Biodegradable, breathable, flexible, and electrically modulated all-leaf capacitive electronic skin for gesture recognition and human motion monitoring

Abstract

Biodegradable, flexible, non-toxic, and disposable electronic skins (e-skins) are drawing significant attention because of their biocompatibility, outstanding sensitivity, affordability, environmental friendliness, and widespread applications in wearable electronics and flexible sensing platforms. In this study, we develop a biodegradable, disposable, sensitive, breathable, and electrically modulated e-skin using all-leaf electrodes and a dielectric layer, which is fabricated by sandwiching a dried leaf between oxidized single-walled carbon nanotube (Ox-SWCNT)/silver nanowire (AgNW)-coated leaf skeletons.
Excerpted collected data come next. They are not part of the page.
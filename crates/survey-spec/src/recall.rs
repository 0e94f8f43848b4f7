use std::borrow::Cow;
use std::sync::LazyLock;

use regex::{Captures, Regex};

use crate::answers::ResponseData;

static RECALL_PATTERN: LazyLock<Regex> = LazyLock::new(|| {
    Regex::new(r"#recall:([A-Za-z0-9_-]+)/fallback:([^#]*)#").expect("recall pattern compiles")
});

/// Replaces `#recall:<questionId>/fallback:<text>#` placeholders with the
/// respondent's earlier answers.
///
/// Missing or empty answers use the fallback; underscores in the fallback are
/// shown as spaces.
pub fn apply<'a>(text: &'a str, answers: &ResponseData) -> Cow<'a, str> {
    RECALL_PATTERN.replace_all(text, |caps: &Captures<'_>| {
        let question_id = &caps[1];
        match answers.get(question_id) {
            Some(answer) if !answer.is_empty() => answer.display(),
            _ => caps[2].replace('_', " "),
        }
    })
}

/// Question ids referenced by recall placeholders in `text`.
pub fn referenced_questions(text: &str) -> Vec<&str> {
    RECALL_PATTERN
        .captures_iter(text)
        .filter_map(|caps| caps.get(1).map(|id| id.as_str()))
        .collect()
}
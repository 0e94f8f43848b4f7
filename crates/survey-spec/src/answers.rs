use std::collections::BTreeMap;

use schemars::JsonSchema;
use serde::{Deserialize, Serialize, Serializer};

use crate::spec::AnswerShape;

/// Literal stored when a respondent dismisses a question.
pub const DISMISSED: &str = "dismissed";

/// Typed answer value stored in a response.
#[derive(Debug, Clone, PartialEq, Deserialize, JsonSchema)]
#[serde(untagged)]
pub enum AnswerValue {
    Number(f64),
    Text(String),
    List(Vec<String>),
}

/// Answers keyed by question id.
pub type ResponseData = BTreeMap<String, AnswerValue>;

impl Serialize for AnswerValue {
    fn serialize<S: Serializer>(&self, serializer: S) -> Result<S::Ok, S::Error> {
        match self {
            AnswerValue::Number(number) => {
                if number.fract() == 0.0 && number.abs() < i64::MAX as f64 {
                    serializer.serialize_i64(*number as i64)
                } else {
                    serializer.serialize_f64(*number)
                }
            }
            AnswerValue::Text(text) => serializer.serialize_str(text),
            AnswerValue::List(items) => items.serialize(serializer),
        }
    }
}

impl From<&str> for AnswerValue {
    fn from(value: &str) -> Self {
        AnswerValue::Text(value.to_string())
    }
}

impl From<f64> for AnswerValue {
    fn from(value: f64) -> Self {
        AnswerValue::Number(value)
    }
}

impl From<Vec<String>> for AnswerValue {
    fn from(value: Vec<String>) -> Self {
        AnswerValue::List(value)
    }
}

impl AnswerValue {
    pub fn shape(&self) -> AnswerShape {
        match self {
            AnswerValue::Number(_) => AnswerShape::Number,
            AnswerValue::Text(_) => AnswerShape::Text,
            AnswerValue::List(_) => AnswerShape::List,
        }
    }

    /// Empty text or an empty list; numbers are never empty.
    pub fn is_empty(&self) -> bool {
        match self {
            AnswerValue::Number(_) => false,
            AnswerValue::Text(text) => text.is_empty(),
            AnswerValue::List(items) => items.is_empty(),
        }
    }

    pub fn is_dismissed(&self) -> bool {
        matches!(self, AnswerValue::Text(text) if text == DISMISSED)
    }

    pub fn as_text(&self) -> Option<&str> {
        match self {
            AnswerValue::Text(text) => Some(text),
            _ => None,
        }
    }

    /// Numeric reading of the value; text is parsed, lists have none.
    pub fn as_number(&self) -> Option<f64> {
        match self {
            AnswerValue::Number(number) => Some(*number),
            AnswerValue::Text(text) => text.trim().parse().ok(),
            AnswerValue::List(_) => None,
        }
    }

    /// Flat string form used for equality checks: lists are comma joined.
    pub fn to_flat_string(&self) -> String {
        match self {
            AnswerValue::Number(number) => number.to_string(),
            AnswerValue::Text(text) => text.clone(),
            AnswerValue::List(items) => items.join(","),
        }
    }

    /// Human readable form, lists joined with `", "`.
    pub fn display(&self) -> String {
        match self {
            AnswerValue::List(items) => items.join(", "),
            other => other.to_flat_string(),
        }
    }
}
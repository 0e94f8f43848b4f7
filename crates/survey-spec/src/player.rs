//! Survey player: walks a respondent through a survey document.
//!
//! The player moves through three phases. It starts in
//! [`PlayerPhase::Prefilling`], where it resolves the respondent, resumes a
//! draft, records the display, and applies a first-question prefill. After
//! [`SurveyPlayer::start`] it is [`PlayerPhase::Active`] until the last
//! answer is submitted and it becomes [`PlayerPhase::Finished`].
//!
//! Local navigation never waits on the response backend succeeding; backend
//! failures are logged and the respondent keeps going.
//!
//! Going back always returns to the previous question in document order.
//! Branching history is not tracked, so after a logic jump `back` lands on
//! the question just before the current one, not on the question that
//! jumped.

use std::sync::Arc;

use thiserror::Error;
use url::Url;

use crate::answers::{AnswerValue, ResponseData};
use crate::backend::{InMemoryBackend, ResponseBackend, ResponseMeta, ResponsePayload};
use crate::branching::next_destination;
use crate::normalize::normalize;
use crate::options::PlayerOptions;
use crate::progress::calculate_progress;
use crate::redirect::{LogNavigator, Navigator, RedirectHandle, normalize_redirect_url, schedule_redirect};
use crate::spec::{END_DESTINATION, QuestionSpec, SurveySpec};
use crate::store::DraftStore;
use crate::validate::check;

/// Failures that leave the player unable to continue.
#[derive(Debug, Clone, Error, PartialEq, Eq)]
pub enum PlayerError {
    #[error("survey '{0}' has no questions")]
    EmptySurvey(String),
    #[error("question '{0}' is not part of the survey")]
    QuestionNotFound(String),
    #[error("player is {0}; an active question is required")]
    NotActive(&'static str),
}

#[derive(Debug, Clone, Copy, PartialEq, Eq)]
pub enum PlayerPhase {
    Prefilling,
    Active,
    Finished,
}

impl PlayerPhase {
    pub fn as_str(&self) -> &'static str {
        match self {
            PlayerPhase::Prefilling => "prefilling",
            PlayerPhase::Active => "active",
            PlayerPhase::Finished => "finished",
        }
    }
}

/// Observable state of a player session.
#[derive(Debug, Clone, PartialEq)]
pub struct PlayerState {
    /// Current question id, or [`END_DESTINATION`] once finished.
    pub current_question_id: String,
    pub progress: f64,
    pub finished: bool,
    pub response_id: Option<String>,
    pub display_id: Option<String>,
    /// Draft answer previously stored for the current question.
    pub draft_value: Option<AnswerValue>,
}

/// Result of submitting an answer.
#[derive(Debug, Clone, PartialEq)]
pub enum SubmitOutcome {
    /// The answer did not satisfy the question; nothing changed.
    Rejected,
    /// The player moved on to another question.
    Advanced { question_id: String },
    /// The survey is complete.
    Finished { redirect: Option<Url> },
}

/// Collaborators a player talks to.
#[derive(Clone)]
pub struct PlayerServices {
    pub backend: Arc<dyn ResponseBackend>,
    pub drafts: DraftStore,
    pub navigator: Arc<dyn Navigator>,
}

impl PlayerServices {
    pub fn new(
        backend: Arc<dyn ResponseBackend>,
        drafts: DraftStore,
        navigator: Arc<dyn Navigator>,
    ) -> Self {
        Self {
            backend,
            drafts,
            navigator,
        }
    }

    /// In-memory backend and drafts, logging navigator.
    pub fn offline() -> Self {
        Self::new(
            Arc::new(InMemoryBackend::new()),
            DraftStore::in_memory(),
            Arc::new(LogNavigator),
        )
    }
}

/// Id of the question that follows `question` once it is answered with
/// `answer`, or `None` when the survey ends.
///
/// Logic rules win over document order. A rule pointing at a question that
/// does not exist is a structural failure.
pub fn next_question(
    survey: &SurveySpec,
    question: &QuestionSpec,
    answer: &AnswerValue,
) -> Result<Option<String>, PlayerError> {
    if let Some(destination) = next_destination(question, answer) {
        if destination == END_DESTINATION {
            return Ok(None);
        }
        return survey
            .question(destination)
            .map(|next| Some(next.id.clone()))
            .ok_or_else(|| PlayerError::QuestionNotFound(destination.to_string()));
    }
    let index = survey
        .question_index(&question.id)
        .ok_or_else(|| PlayerError::QuestionNotFound(question.id.clone()))?;
    Ok(survey.questions.get(index + 1).map(|next| next.id.clone()))
}
use serde::{Deserialize, Serialize};
use serde_json::{Map, Value, json};
use thiserror::Error;

use survey_spec::{
    AnswerValue, END_DESTINATION, LocalizedText, PlayerError, RenderPayload, ResponseData,
    SurveySpec, build_question_payload, check as check_answer, check_survey, next_question, normalize,
    render_json_ui as survey_render_json_ui, render_text as survey_render_text,
};

const DEFAULT_SURVEY: &str = include_str!("../assets/default_survey.json");

#[derive(Debug, Error)]
enum ComponentError {
    #[error("failed to parse config/{0}")]
    ConfigParse(#[source] serde_json::Error),
    #[error("failed to parse answer: {0}")]
    AnswerParse(#[source] serde_json::Error),
    #[error("failed to parse localized text: {0}")]
    TextParse(#[source] serde_json::Error),
    #[error("survey '{0}' is not available")]
    SurveyUnavailable(String),
    #[error("question '{0}' is not part of the survey")]
    QuestionUnavailable(String),
    #[error("answer for question '{0}' is not valid")]
    InvalidAnswer(String),
    #[error("json encode error: {0}")]
    JsonEncode(#[source] serde_json::Error),
    #[error(transparent)]
    Player(#[from] PlayerError),
}

#[derive(Debug, Deserialize, Serialize, Default)]
struct ComponentConfig {
    #[serde(default)]
    survey_json: Option<String>,
}

fn load_survey(config_json: &str) -> Result<SurveySpec, ComponentError> {
    let config = if config_json.trim().is_empty() {
        ComponentConfig::default()
    } else {
        serde_json::from_str(config_json).map_err(ComponentError::ConfigParse)?
    };

    let survey_json = config.survey_json.as_deref().unwrap_or(DEFAULT_SURVEY);

    serde_json::from_str(survey_json).map_err(ComponentError::ConfigParse)
}

fn ensure_survey(survey_id: &str, config_json: &str) -> Result<SurveySpec, ComponentError> {
    let survey = load_survey(config_json)?;
    if survey.id != survey_id {
        Err(ComponentError::SurveyUnavailable(survey_id.to_string()))
    } else {
        Ok(survey)
    }
}

fn parse_context(ctx_json: &str) -> Value {
    serde_json::from_str(ctx_json).unwrap_or_else(|_| Value::Object(Map::new()))
}

fn parse_answers(answers_json: &str) -> ResponseData {
    serde_json::from_str(answers_json).unwrap_or_default()
}

fn respond(result: Result<Value, ComponentError>) -> String {
    match result {
        Ok(value) => serde_json::to_string(&value).unwrap_or_else(|error| {
            json!({"error": format!("json encode: {}", error)}).to_string()
        }),
        Err(err) => json!({ "error": err.to_string() }).to_string(),
    }
}

fn respond_string(result: Result<String, ComponentError>) -> String {
    match result {
        Ok(value) => value,
        Err(err) => json!({ "error": err.to_string() }).to_string(),
    }
}

pub fn describe(survey_id: &str, config_json: &str) -> String {
    respond(ensure_survey(survey_id, config_json).and_then(|survey| {
        serde_json::to_value(survey).map_err(ComponentError::JsonEncode)
    }))
}

pub fn check(survey_id: &str, config_json: &str) -> String {
    respond(ensure_survey(survey_id, config_json).and_then(|survey| {
        let issues = check_survey(&survey);
        Ok(json!({
            "valid": issues.is_empty(),
            "issues": serde_json::to_value(issues).map_err(ComponentError::JsonEncode)?,
        }))
    }))
}

pub fn validate_answer(survey_id: &str, config_json: &str, question_id: &str, raw: &str) -> String {
    respond(ensure_survey(survey_id, config_json).and_then(|survey| {
        let question = survey
            .question(question_id)
            .ok_or_else(|| ComponentError::QuestionUnavailable(question_id.to_string()))?;
        Ok(json!({
            "question_id": question_id,
            "valid": check_answer(question, Some(raw)).is_some(),
        }))
    }))
}

pub fn normalize_answer(
    survey_id: &str,
    config_json: &str,
    question_id: &str,
    raw: &str,
) -> String {
    respond(ensure_survey(survey_id, config_json).and_then(|survey| {
        let question = survey
            .question(question_id)
            .ok_or_else(|| ComponentError::QuestionUnavailable(question_id.to_string()))?;
        let valid = check_answer(question, Some(raw))
            .ok_or_else(|| ComponentError::InvalidAnswer(question_id.to_string()))?;
        Ok(json!({
            "question_id": question_id,
            "value": normalize(valid),
        }))
    }))
}

pub fn next_destination(
    survey_id: &str,
    config_json: &str,
    question_id: &str,
    answer_json: &str,
) -> String {
    respond(ensure_survey(survey_id, config_json).and_then(|survey| {
        let question = survey
            .question(question_id)
            .ok_or_else(|| ComponentError::QuestionUnavailable(question_id.to_string()))?;
        let answer: AnswerValue =
            serde_json::from_str(answer_json).map_err(ComponentError::AnswerParse)?;
        let next = next_question(&survey, question, &answer)?;
        Ok(json!({
            "status": if next.is_some() { "need_input" } else { "complete" },
            "next_question_id": next,
        }))
    }))
}

pub fn resolve_text(text_json: &str, language: &str, default_language: &str, answers_json: &str) -> String {
    respond(
        serde_json::from_str::<LocalizedText>(text_json)
            .map_err(ComponentError::TextParse)
            .map(|text| {
                let answers = parse_answers(answers_json);
                let resolved = text.resolve(language, default_language);
                json!({ "text": survey_spec::recall::apply(resolved, &answers) })
            }),
    )
}

fn render_payload(
    survey_id: &str,
    config_json: &str,
    ctx_json: &str,
    answers_json: &str,
) -> Result<RenderPayload, ComponentError> {
    let survey = ensure_survey(survey_id, config_json)?;
    let ctx = parse_context(ctx_json);
    let answers = parse_answers(answers_json);
    let question_id = match ctx.get("question_id").and_then(Value::as_str) {
        Some(id) if id == END_DESTINATION || survey.question(id).is_some() => id.to_string(),
        Some(id) => return Err(ComponentError::QuestionUnavailable(id.to_string())),
        None => survey
            .first_question()
            .map(|question| question.id.clone())
            .ok_or_else(|| PlayerError::EmptySurvey(survey.id.clone()))?,
    };
    let language = ctx.get("language").and_then(Value::as_str);
    Ok(build_question_payload(
        &survey,
        &question_id,
        language,
        &answers,
    ))
}

pub fn render_text(survey_id: &str, config_json: &str, ctx_json: &str, answers_json: &str) -> String {
    respond_string(
        render_payload(survey_id, config_json, ctx_json, answers_json)
            .map(|payload| survey_render_text(&payload)),
    )
}

pub fn render_json_ui(
    survey_id: &str,
    config_json: &str,
    ctx_json: &str,
    answers_json: &str,
) -> String {
    respond(
        render_payload(survey_id, config_json, ctx_json, answers_json)
            .map(|payload| survey_render_json_ui(&payload)),
    )
}
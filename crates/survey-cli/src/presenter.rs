use std::fmt::Write;

use survey_spec::render::RenderQuestion;
use survey_spec::{QuestionType, RenderPayload, ResponsePayload, render_json_ui, render_text};

/// Controls which bits of state the player prints.
#[derive(Copy, Clone, Eq, PartialEq)]
pub enum Verbosity {
    /// Clean output: question prompts only.
    Clean,
    /// Verbose output: progress, question ids, and input hints.
    Verbose,
}

impl Verbosity {
    pub fn from_verbose(verbose: bool) -> Self {
        if verbose {
            Verbosity::Verbose
        } else {
            Verbosity::Clean
        }
    }

    pub fn is_verbose(&self) -> bool {
        matches!(self, Verbosity::Verbose)
    }
}

#[derive(Copy, Clone, Debug, Eq, PartialEq, clap::ValueEnum)]
pub enum RenderMode {
    Text,
    Json,
}

/// Prints each player step and the final response.
pub struct PlayerPresenter {
    verbosity: Verbosity,
    mode: RenderMode,
}

impl PlayerPresenter {
    pub fn new(verbosity: Verbosity, mode: RenderMode) -> Self {
        Self { verbosity, mode }
    }

    pub fn show_step(&self, payload: &RenderPayload) {
        match self.mode {
            RenderMode::Text => println!("{}", render_text(payload)),
            RenderMode::Json => {
                let ui = render_json_ui(payload);
                match serde_json::to_string_pretty(&ui) {
                    Ok(pretty) => println!("{}", pretty),
                    Err(err) => eprintln!("Failed to render step as JSON: {}", err),
                }
            }
        }
        if self.verbosity.is_verbose()
            && let Some(question) = &payload.question
        {
            println!(
                "[{} · {} · first={} last={}]",
                question.id,
                question.kind.as_str(),
                payload.is_first,
                payload.is_last
            );
        }
    }

    pub fn show_commands(&self, payload: &RenderPayload) {
        let mut commands = vec![":exit", ":restart", ":lang <code>"];
        if !payload.is_first {
            commands.insert(0, ":back");
        }
        println!("Commands: {}", commands.join(", "));
    }

    pub fn show_rejected(&self, question: &RenderQuestion) {
        eprintln!("Invalid answer for '{}'.", question.headline);
        if let Some(expected) = expected_input(question) {
            eprintln!("  Expected: {}", expected);
        }
    }

    pub fn show_completion(&self, payload: &ResponsePayload) {
        println!("Done ✅");
        match payload.to_json_pretty() {
            Ok(pretty) => println!("{}", pretty),
            Err(err) => eprintln!("Failed to serialize response to JSON: {}", err),
        }
        match payload.to_cbor() {
            Ok(bytes) => println!("Response (CBOR hex): {}", encode_hex(&bytes)),
            Err(err) => eprintln!("Failed to serialize response to CBOR: {}", err),
        }
    }
}

/// Human description of what a question accepts.
pub fn expected_input(question: &RenderQuestion) -> Option<String> {
    let labels = || {
        question
            .choices
            .iter()
            .map(|choice| choice.label.as_str())
            .collect::<Vec<_>>()
            .join("/")
    };
    match question.kind {
        QuestionType::OpenText if question.required => Some("non-empty text".to_string()),
        QuestionType::MultipleChoiceSingle => Some(format!("one of {} or its number", labels())),
        QuestionType::MultipleChoiceMulti => {
            Some(format!("comma separated choices from {}", labels()))
        }
        QuestionType::Nps => Some("a whole number from 0 to 10".to_string()),
        QuestionType::Rating => question
            .range
            .map(|range| format!("a whole number from 1 to {}", range)),
        QuestionType::Cta if question.required => Some("clicked".to_string()),
        QuestionType::Cta => Some("clicked or dismissed".to_string()),
        QuestionType::Consent if question.required => Some("accepted".to_string()),
        QuestionType::Consent => Some("accepted or dismissed".to_string()),
        QuestionType::PictureSelection => {
            let ids = question
                .choices
                .iter()
                .map(|choice| choice.id.as_str())
                .collect::<Vec<_>>()
                .join("/");
            Some(format!("choice ids from {}", ids))
        }
        _ => None,
    }
}

pub fn encode_hex(bytes: &[u8]) -> String {
    let mut encoded = String::with_capacity(bytes.len() * 2);
    for byte in bytes {
        write!(&mut encoded, "{:02x}", byte).expect("writing to string cannot fail");
    }
    encoded
}
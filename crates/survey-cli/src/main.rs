mod presenter;

use std::fs;
use std::io::{self, Write};
use std::path::{Path, PathBuf};
use std::sync::Arc;

use clap::{Parser, Subcommand};
use component_survey::{normalize_answer, validate_answer};
use presenter::{PlayerPresenter, RenderMode, Verbosity};
use serde_json::{Value, json};
use survey_spec::render::RenderQuestion;
use survey_spec::{
    DraftStore, FileStorage, InMemoryBackend, LogNavigator, PlayerOptions, PlayerServices,
    QuestionType, SubmitOutcome, SurveyPlayer, SurveySpec, build_render_payload, check_survey,
    incomplete_translations,
};
use tracing_subscriber::EnvFilter;

type CliResult<T> = Result<T, Box<dyn std::error::Error>>;

#[derive(Parser)]
#[command(
    author,
    version,
    about = "Terminal survey player",
    long_about = "Plays survey documents in a text shell and checks them for structural problems"
)]
struct Cli {
    #[command(subcommand)]
    command: Command,
}

#[derive(Subcommand)]
enum Command {
    /// Play a survey question by question.
    Play {
        /// Path to the survey JSON document.
        #[arg(long, value_name = "SURVEY")]
        survey: PathBuf,
        /// Page URL the survey is opened with (preview, userId, lang and prefill parameters).
        #[arg(long, value_name = "URL")]
        url: Option<String>,
        /// Directory keeping draft answers between runs.
        #[arg(long, value_name = "DIR")]
        draft_dir: Option<PathBuf>,
        /// Language code to display.
        #[arg(long, value_name = "CODE")]
        lang: Option<String>,
        /// Run without recording anything remotely.
        #[arg(long)]
        preview: bool,
        /// Render output mode for each step.
        #[arg(long, value_enum, default_value_t = RenderMode::Text)]
        format: RenderMode,
        /// Show verbose output and debug logging.
        #[arg(long, alias = "debug")]
        verbose: bool,
    },
    /// Check a survey document for structural problems.
    Check {
        /// Path to the survey JSON document.
        #[arg(long, value_name = "SURVEY")]
        survey: PathBuf,
        /// Comma separated languages every text must be translated into.
        #[arg(long, value_name = "CODES", value_delimiter = ',')]
        languages: Vec<String>,
    },
    /// Print the JSON schema of survey documents.
    Schema,
    /// Validate a raw answer for one question and print its normalized value.
    ValidateAnswer {
        /// Path to the survey JSON document.
        #[arg(long, value_name = "SURVEY")]
        survey: PathBuf,
        /// Question id.
        #[arg(long, value_name = "ID")]
        question: String,
        /// Raw answer as typed by a respondent.
        #[arg(long, value_name = "RAW", allow_hyphen_values = true)]
        value: String,
    },
}

#[tokio::main(flavor = "current_thread")]
async fn main() -> CliResult<()> {
    let cli = Cli::parse();
    let verbose = matches!(cli.command, Command::Play { verbose: true, .. });
    init_tracing(verbose);

    match cli.command {
        Command::Play {
            survey,
            url,
            draft_dir,
            lang,
            preview,
            format,
            verbose,
        } => {
            let options = build_options(url.as_deref(), lang, preview)?;
            run_play(survey, options, draft_dir, format, verbose).await
        }
        Command::Check { survey, languages } => run_check(survey, languages),
        Command::Schema => run_schema(),
        Command::ValidateAnswer {
            survey,
            question,
            value,
        } => run_validate_answer(survey, &question, &value),
    }
}

fn init_tracing(verbose: bool) {
    let default_level = if verbose { "debug" } else { "warn" };
    let filter =
        EnvFilter::try_from_default_env().unwrap_or_else(|_| EnvFilter::new(default_level));
    let _ = tracing_subscriber::fmt()
        .with_env_filter(filter)
        .with_writer(io::stderr)
        .try_init();
}

fn load_survey(path: &Path) -> CliResult<(String, SurveySpec)> {
    let contents = fs::read_to_string(path)?;
    let survey = serde_json::from_str(&contents)?;
    Ok((contents, survey))
}

fn build_options(url: Option<&str>, lang: Option<String>, preview: bool) -> CliResult<PlayerOptions> {
    let mut options = match url {
        Some(url) => PlayerOptions::from_url_str(url)?,
        None => PlayerOptions::default(),
    };
    if preview {
        options.preview = true;
        options.user_id = None;
    }
    if let Some(lang) = lang {
        options.language = Some(lang);
    }
    Ok(options)
}

async fn run_play(
    survey_path: PathBuf,
    options: PlayerOptions,
    draft_dir: Option<PathBuf>,
    format: RenderMode,
    verbose: bool,
) -> CliResult<()> {
    let (_, survey) = load_survey(&survey_path)?;
    tracing::debug!(
        survey_id = %survey.id,
        questions = survey.questions.len(),
        preview = options.preview,
        "loaded survey"
    );
    let drafts = match draft_dir {
        Some(dir) => DraftStore::new(Arc::new(FileStorage::new(dir))),
        None => DraftStore::in_memory(),
    };
    let services = PlayerServices::new(
        Arc::new(InMemoryBackend::new()),
        drafts,
        Arc::new(LogNavigator),
    );
    let mut player = SurveyPlayer::new(Arc::new(survey), options, services)?;
    player.start().await?;

    let presenter = PlayerPresenter::new(Verbosity::from_verbose(verbose), format);

    loop {
        let payload = build_render_payload(&player);
        presenter.show_step(&payload);
        if player.is_finished() {
            presenter.show_completion(&player.payload(true));
            break;
        }
        let Some(question) = payload.question.as_ref() else {
            return Err("player has no current question".into());
        };
        if verbose {
            presenter.show_commands(&payload);
        }

        let input = read_answer()?;
        match parse_command(&input) {
            Some(ShellCommand::Exit) => return Err("survey aborted by user".into()),
            Some(ShellCommand::Back) => player.back(None).await?,
            Some(ShellCommand::Restart) => player.restart(),
            Some(ShellCommand::Lang(code)) => {
                if !player.survey().is_available_in(&code) {
                    eprintln!("Survey has no '{}' translation, falling back to defaults.", code);
                }
                player.set_language(code);
            }
            Some(ShellCommand::Unknown(name)) => eprintln!("Unknown command ':{}'.", name),
            None => {
                let prepared = prepare_answer(question, &input);
                if player.submit_raw(Some(&prepared)).await? == SubmitOutcome::Rejected {
                    presenter.show_rejected(question);
                }
            }
        }
    }

    Ok(())
}

/// Player shell commands. They start with `:` so any other line, including
/// the word "back", is an answer.
#[derive(Debug, PartialEq, Eq)]
enum ShellCommand {
    Exit,
    Back,
    Restart,
    Lang(String),
    Unknown(String),
}

fn parse_command(input: &str) -> Option<ShellCommand> {
    let command = input.strip_prefix(':')?;
    let (name, argument) = match command.split_once(char::is_whitespace) {
        Some((name, argument)) => (name, argument.trim()),
        None => (command, ""),
    };
    Some(match name.to_ascii_lowercase().as_str() {
        "exit" => ShellCommand::Exit,
        "back" => ShellCommand::Back,
        "restart" => ShellCommand::Restart,
        "lang" if !argument.is_empty() => ShellCommand::Lang(argument.to_string()),
        _ => ShellCommand::Unknown(command.to_string()),
    })
}

fn read_answer() -> CliResult<String> {
    print!("> ");
    io::stdout().flush()?;
    let mut input = String::new();
    if io::stdin().read_line(&mut input)? == 0 {
        return Err("input closed before the survey finished".into());
    }
    Ok(input.trim().to_string())
}

/// Maps shell shortcuts to the raw form the validator expects: choice numbers
/// become labels (or ids for picture choices) and list separators are tidied.
fn prepare_answer(question: &RenderQuestion, raw: &str) -> String {
    let pick = |token: &str| -> String {
        let token = token.trim();
        match token.parse::<usize>() {
            Ok(number) if number >= 1 && number <= question.choices.len() => {
                let choice = &question.choices[number - 1];
                if question.kind == QuestionType::PictureSelection || choice.label.is_empty() {
                    choice.id.clone()
                } else {
                    choice.label.clone()
                }
            }
            _ => token.to_string(),
        }
    };
    match question.kind {
        QuestionType::MultipleChoiceSingle => pick(raw),
        QuestionType::MultipleChoiceMulti | QuestionType::PictureSelection => {
            raw.split(',').map(pick).collect::<Vec<_>>().join(",")
        }
        _ => raw.trim().to_string(),
    }
}

fn run_check(survey_path: PathBuf, languages: Vec<String>) -> CliResult<()> {
    let (_, survey) = load_survey(&survey_path)?;
    let issues = check_survey(&survey);
    let untranslated = if languages.is_empty() {
        Vec::new()
    } else {
        incomplete_translations(&survey, &languages)
    };

    let valid = issues.is_empty() && untranslated.is_empty();
    println!("Check result: {}", if valid { "valid" } else { "invalid" });
    if !issues.is_empty() {
        println!("Issues:");
        for issue in &issues {
            println!(
                "  {} [{}] {}",
                issue.path.as_deref().unwrap_or("<unknown>"),
                issue.code,
                issue.message
            );
        }
    }
    if !untranslated.is_empty() {
        println!("Missing translations ({}):", languages.join(", "));
        for (question_id, field) in &untranslated {
            println!("  {}.{}", question_id, field);
        }
    }

    if valid {
        Ok(())
    } else {
        Err("survey check failed".into())
    }
}

fn run_schema() -> CliResult<()> {
    let schema = schemars::schema_for!(SurveySpec);
    println!("{}", serde_json::to_string_pretty(&schema)?);
    Ok(())
}

fn run_validate_answer(survey_path: PathBuf, question_id: &str, raw: &str) -> CliResult<()> {
    let (contents, survey) = load_survey(&survey_path)?;
    let config_json = json!({ "survey_json": contents }).to_string();
    let validation =
        parse_component_result(&validate_answer(&survey.id, &config_json, question_id, raw))?;
    if validation["valid"] != Value::Bool(true) {
        println!("Answer is invalid for '{}'", question_id);
        return Err("answer validation failed".into());
    }
    let normalized =
        parse_component_result(&normalize_answer(&survey.id, &config_json, question_id, raw))?;
    println!("Answer is valid for '{}'", question_id);
    println!("{}", serde_json::to_string_pretty(&normalized["value"])?);
    Ok(())
}

fn parse_component_result(response: &str) -> CliResult<Value> {
    let value: Value = serde_json::from_str(response)?;
    if let Some(error) = value.get("error").and_then(Value::as_str) {
        Err(error.into())
    } else {
        Ok(value)
    }
}
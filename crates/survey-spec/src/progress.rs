use crate::spec::SurveySpec;

/// Share of the survey already behind the respondent: `index / total`.
///
/// Reaches 1 only once the survey is finished, which the player sets
/// explicitly. Unknown question ids yield `None`.
pub fn calculate_progress(survey: &SurveySpec, question_id: &str) -> Option<f64> {
    let index = survey.question_index(question_id)?;
    Some(index as f64 / survey.questions.len() as f64)
}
As an unexplored strategy, the use of Ox-SWCNTs with ultra-high thermal conductivity improves thermal stability and conductivity in AgNW-based electrodes (4–5 times). In addition, by adjusting the concentration of Ox-SWCNTs and optimizing electrical characteristics, electrical conductivity and current pathways are tuned to modulate the sheet resistance and electrical conductivity of all-leaf electrodes. The disposable e-skin exhibits a wide sensing range (0.01–97 kPa), high sensitivity (0.86 ± 0.16 kPa−1), low limit of detection (∼10 Pa), linearity for low- and high-pressure regimes, flexibility, breathability, and biodegradability. Furthermore, the developed e-skin exhibits a wide range of sensing performances in measuring human physiological signals, exhalation, vocal cord vibrations, and motion monitoring.